### REQUIREMENT
The lines to be set down run from the line containing "filename perf-core/src/milestones.rs" through the final line of the data below; print them exactly and print nothing else.
START RECORD EXCERPTS
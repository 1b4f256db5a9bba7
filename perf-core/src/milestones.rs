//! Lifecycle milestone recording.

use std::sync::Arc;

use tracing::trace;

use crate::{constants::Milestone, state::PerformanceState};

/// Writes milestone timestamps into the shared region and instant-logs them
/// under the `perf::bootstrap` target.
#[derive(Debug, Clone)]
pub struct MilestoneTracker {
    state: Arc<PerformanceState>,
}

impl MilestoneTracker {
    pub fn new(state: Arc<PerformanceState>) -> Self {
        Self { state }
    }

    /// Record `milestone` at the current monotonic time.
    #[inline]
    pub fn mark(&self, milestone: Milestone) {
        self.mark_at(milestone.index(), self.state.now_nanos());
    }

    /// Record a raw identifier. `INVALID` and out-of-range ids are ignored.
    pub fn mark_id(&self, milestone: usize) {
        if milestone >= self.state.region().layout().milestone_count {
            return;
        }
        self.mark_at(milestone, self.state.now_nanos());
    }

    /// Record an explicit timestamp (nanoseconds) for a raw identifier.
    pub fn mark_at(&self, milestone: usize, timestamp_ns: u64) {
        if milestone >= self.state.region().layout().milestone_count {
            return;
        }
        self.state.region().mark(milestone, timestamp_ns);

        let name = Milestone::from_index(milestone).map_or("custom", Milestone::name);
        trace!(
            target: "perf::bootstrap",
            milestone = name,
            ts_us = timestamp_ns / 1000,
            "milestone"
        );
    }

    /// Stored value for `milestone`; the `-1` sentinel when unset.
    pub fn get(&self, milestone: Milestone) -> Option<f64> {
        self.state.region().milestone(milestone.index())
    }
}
END RECORD EXCERPTS
### PROBLEM SOLUTION
filename perf-core/src/milestones.rs
//! Lifecycle milestone recording.

use std::sync::Arc;

use tracing::trace;

use crate::{constants::Milestone, state::PerformanceState};

/// Writes milestone timestamps into the shared region and instant-logs them
/// under the `perf::bootstrap` target.
#[derive(Debug, Clone)]
pub struct MilestoneTracker {
    state: Arc<PerformanceState>,
}

impl MilestoneTracker {
    pub fn new(state: Arc<PerformanceState>) -> Self {
        Self { state }
    }

    /// Record `milestone` at the current monotonic time.
    #[inline]
    pub fn mark(&self, milestone: Milestone) {
        self.mark_at(milestone.index(), self.state.now_nanos());
    }

    /// Record a raw identifier. `INVALID` and out-of-range ids are ignored.
    pub fn mark_id(&self, milestone: usize) {
        if milestone >= self.state.region().layout().milestone_count {
            return;
        }
        self.mark_at(milestone, self.state.now_nanos());
    }

    /// Record an explicit timestamp (nanoseconds) for a raw identifier.
    pub fn mark_at(&self, milestone: usize, timestamp_ns: u64) {
        if milestone >= self.state.region().layout().milestone_count {
            return;
        }
        self.state.region().mark(milestone, timestamp_ns);

        let name = Milestone::from_index(milestone).map_or("custom", Milestone::name);
        trace!(
            target: "perf::bootstrap",
            milestone = name,
            ts_us = timestamp_ns / 1000,
            "milestone"
        );
    }

    /// Stored value for `milestone`; the `-1` sentinel when unset.
    pub fn get(&self, milestone: Milestone) -> Option<f64> {
        self.state.region().milestone(milestone.index())
    }
}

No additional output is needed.